—Voyez! voyez! répétait la jeune Zingare. Nous n'aurions pas trouvé mieux chez les marchands d'Odessa!
—En vérité, cela semble avoir été fabriqué exprès pour vous, ma chère
Amasia! dit Ahmet.
—Je vous engage aussi, reprit Yarhud, à bien examiner ces mousselines de Scutari et de Tournovo. Vous pourrez juger, sur cet échantillon, de la perfection du travail; mais c'est à bord que vous serez émerveillés par la variété des dessins et l'éclat des couleurs de ces tissus.
—Eh bien, c'est entendu, capitaine, nous irons rendre visite a la Guïdare! s'écria Nedjeb.
—Et vous ne le regretterez pas, reprit Yarhud. Mais permettez-moi de vous montrer encore quelques autres articles. Voici des brocarts diamantés, des chemises de soie crêpée à rayures diaphanes, des tissus pour féredjés, des mousselines pour iachmaks, des châles de Perse pour ceinture, des taffetas pour pantalons…»

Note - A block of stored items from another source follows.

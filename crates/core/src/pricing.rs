//! Proposal pricing in integer minor currency units (cents). No floating point is used
//! anywhere on this path.

use serde::{Deserialize, Serialize};

use crate::domain::proposal::{LineItem, PackageId, Proposal, ProposalPackage};
use crate::errors::PricingError;

pub fn line_total(quantity: i64, unit_cents: i64) -> Result<i64, PricingError> {
    if quantity < 1 {
        return Err(PricingError::InvalidQuantity(quantity));
    }
    if unit_cents < 0 {
        return Err(PricingError::NegativeUnitPrice(unit_cents));
    }
    quantity.checked_mul(unit_cents).ok_or(PricingError::Overflow)
}

/// Sum of item totals. Callers enforce that a package has at least one item.
pub fn package_subtotal(items: &[LineItem]) -> Result<i64, PricingError> {
    items.iter().try_fold(0_i64, |sum, item| {
        sum.checked_add(item.total_cents).ok_or(PricingError::Overflow)
    })
}

/// Sum of package subtotals. Only meaningful for billing when the packages are not
/// alternatives of each other; see [`Proposal::amount_due`].
pub fn proposal_grand_total(packages: &[ProposalPackage]) -> Result<i64, PricingError> {
    packages
        .iter()
        .try_fold(0_i64, |sum, package| {
            sum.checked_add(package.subtotal_cents).ok_or(PricingError::Overflow)
        })
}

/// Half of the total, rounded up so the deposit never under-covers half.
pub fn deposit_amount(total_cents: i64) -> i64 {
    total_cents.div_euclid(2) + total_cents.rem_euclid(2)
}

#[derive(Clone, Debug, PartialEq, Eq, Serialize, Deserialize)]
pub struct PackageQuote {
    pub package_id: PackageId,
    pub name: String,
    pub currency: String,
    pub subtotal_cents: i64,
    pub deposit_cents: i64,
}

/// Each package priced on its own, in presentation order.
pub fn package_quotes(proposal: &Proposal) -> Vec<PackageQuote> {
    proposal
        .packages
        .iter()
        .map(|package| PackageQuote {
            package_id: package.id.clone(),
            name: package.name.clone(),
            currency: package.currency.clone(),
            subtotal_cents: package.subtotal_cents,
            deposit_cents: deposit_amount(package.subtotal_cents),
        })
        .collect()
}

/// Parses a loosely typed dollar amount ("$1,250.5") into cents. Characters other than digits
/// and `.` are ignored, parsing stops at a second `.`, and the third decimal rounds half up.
/// Input without any digits yields zero.
pub fn parse_dollars(input: &str) -> i64 {
    let cleaned: String = input.chars().filter(|ch| ch.is_ascii_digit() || *ch == '.').collect();
    let mut parts = cleaned.split('.');
    let whole = parts.next().unwrap_or_default();
    let fraction = parts.next().unwrap_or_default();

    if whole.is_empty() && fraction.is_empty() {
        return 0;
    }

    let mut cents: i64 = 0;
    for digit in whole.bytes().chain(fraction.bytes().chain(std::iter::repeat(b'0')).take(2)) {
        let next =
            cents.checked_mul(10).and_then(|value| value.checked_add(i64::from(digit - b'0')));
        cents = match next {
            Some(value) => value,
            None => return i64::MAX,
        };
    }

    let round_up = fraction.as_bytes().get(2).is_some_and(|digit| *digit >= b'5');
    if round_up {
        cents = cents.saturating_add(1);
    }
    cents
}

/// Renders cents for display, e.g. `format_cents(123450, "USD") == "$1,234.50"`.
pub fn format_cents(cents: i64, currency: &str) -> String {
    let symbol = match currency {
        "USD" => "$".to_owned(),
        "EUR" => "€".to_owned(),
        "GBP" => "£".to_owned(),
        other => format!("{other} "),
    };
    let sign = if cents < 0 { "-" } else { "" };
    let magnitude = cents.unsigned_abs();
    let whole = (magnitude / 100).to_string();
    let fraction = magnitude % 100;

    let mut grouped = String::with_capacity(whole.len() + whole.len() / 3);
    for (index, digit) in whole.chars().enumerate() {
        if index > 0 && (whole.len() - index) % 3 == 0 {
            grouped.push(',');
        }
        grouped.push(digit);
    }

    format!("{sign}{symbol}{grouped}.{fraction:02}")
}

#[cfg(test)]
mod tests {
    use super::{
        deposit_amount, format_cents, line_total, package_subtotal, parse_dollars,
        proposal_grand_total,
    };
    use crate::domain::proposal::{LineItem, LineItemId, PackageId, ProposalPackage};
    use crate::errors::PricingError;

    fn item(quantity: i64, unit_cents: i64) -> LineItem {
        LineItem {
            id: LineItemId::generate(),
            title: "Linen".to_owned(),
            description: None,
            quantity,
            unit_cents,
            total_cents: line_total(quantity, unit_cents).expect("valid line"),
            sort_order: 0,
        }
    }

    #[test]
    fn line_total_is_exact_integer_product() {
        assert_eq!(line_total(2, 5_000), Ok(10_000));
        assert_eq!(line_total(1, 0), Ok(0));
        assert_eq!(line_total(3, 333), Ok(999));
        for quantity in 1..=25_i64 {
            for unit_cents in [0_i64, 1, 99, 4_999, 1_000_001] {
                assert_eq!(line_total(quantity, unit_cents), Ok(quantity * unit_cents));
            }
        }
    }

    #[test]
    fn line_total_rejects_out_of_range_inputs() {
        assert_eq!(line_total(0, 100), Err(PricingError::InvalidQuantity(0)));
        assert_eq!(line_total(2, -1), Err(PricingError::NegativeUnitPrice(-1)));
        assert_eq!(line_total(i64::MAX, 2), Err(PricingError::Overflow));
    }

    #[test]
    fn subtotal_sums_item_totals() {
        let items = vec![item(2, 5_000), item(1, 10_000)];
        assert_eq!(package_subtotal(&items), Ok(20_000));
        assert_eq!(package_subtotal(&[]), Ok(0));
    }

    #[test]
    fn grand_total_sums_package_subtotals() {
        let package = |subtotal_cents| ProposalPackage {
            id: PackageId::generate(),
            name: "Option".to_owned(),
            description: None,
            currency: "USD".to_owned(),
            subtotal_cents,
            items: Vec::new(),
        };
        assert_eq!(proposal_grand_total(&[package(20_000), package(5)]), Ok(20_005));
        assert_eq!(
            proposal_grand_total(&[package(i64::MAX), package(1)]),
            Err(PricingError::Overflow)
        );
    }

    #[test]
    fn deposit_rounds_up() {
        assert_eq!(deposit_amount(101), 51);
        assert_eq!(deposit_amount(100), 50);
        assert_eq!(deposit_amount(1), 1);
        assert_eq!(deposit_amount(0), 0);
        assert_eq!(deposit_amount(i64::MAX), i64::MAX / 2 + 1);
    }

    #[test]
    fn parse_dollars_handles_form_input() {
        assert_eq!(parse_dollars("1250"), 125_000);
        assert_eq!(parse_dollars("$1,250.5"), 125_050);
        assert_eq!(parse_dollars("19.99"), 1_999);
        assert_eq!(parse_dollars("0.005"), 1);
        assert_eq!(parse_dollars("0.004"), 0);
        assert_eq!(parse_dollars(".75"), 75);
        assert_eq!(parse_dollars("1.2.3"), 120);
        assert_eq!(parse_dollars("abc"), 0);
        assert_eq!(parse_dollars(""), 0);
    }

    #[test]
    fn format_cents_groups_thousands() {
        assert_eq!(format_cents(123_450, "USD"), "$1,234.50");
        assert_eq!(format_cents(5, "USD"), "$0.05");
        assert_eq!(format_cents(100_000_000, "EUR"), "€1,000,000.00");
        assert_eq!(format_cents(-2_500, "USD"), "-$25.00");
        assert_eq!(format_cents(999, "CAD"), "CAD 9.99");
    }
}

Amasia ne se lassait pas d'admirer ces magnifiques étoffes que le capitaine maltais faisait chatoyer sous ses yeux avec un art infini. Pour peu qu'il fût aussi bon marin qu'il était habile marchand, la Guïdare devait être habituée aux navigations heureuses. Toute femme, —et les jeunes dames turques ne font point exception,—se fût laissé tenter à la vue de ces tissus empruntés aux meilleures fabriques de l'Orient.
Ahmet vit aisément combien sa fiancée les regardait avec admiration. Certainement, ainsi que l'avait dit Nedjeb, ni les bazars d'Odessa, ni ceux de Constantinople,—pas même les magasins de Ludovic, le célèbre marchand arménien,—n'eussent offert un choix plus merveilleux.
«Chère Amasia, dit Ahmet, vous ne voudriez pas que ce honnête capitaine se fût dérangé pour rien? Puisqu'il vous montre de si belles étoffes, et puisque sa tartane en apporte de plus belles encore, nous irons visiter sa tartane.
—Oui! oui! s'écria Nedjeb, qui ne tenait plus en place et courait déjà vers la mer.
—Et nous trouverons bien, ajouta Ahmet, quelque soierie qui plaise à cette folle de Nedjeb!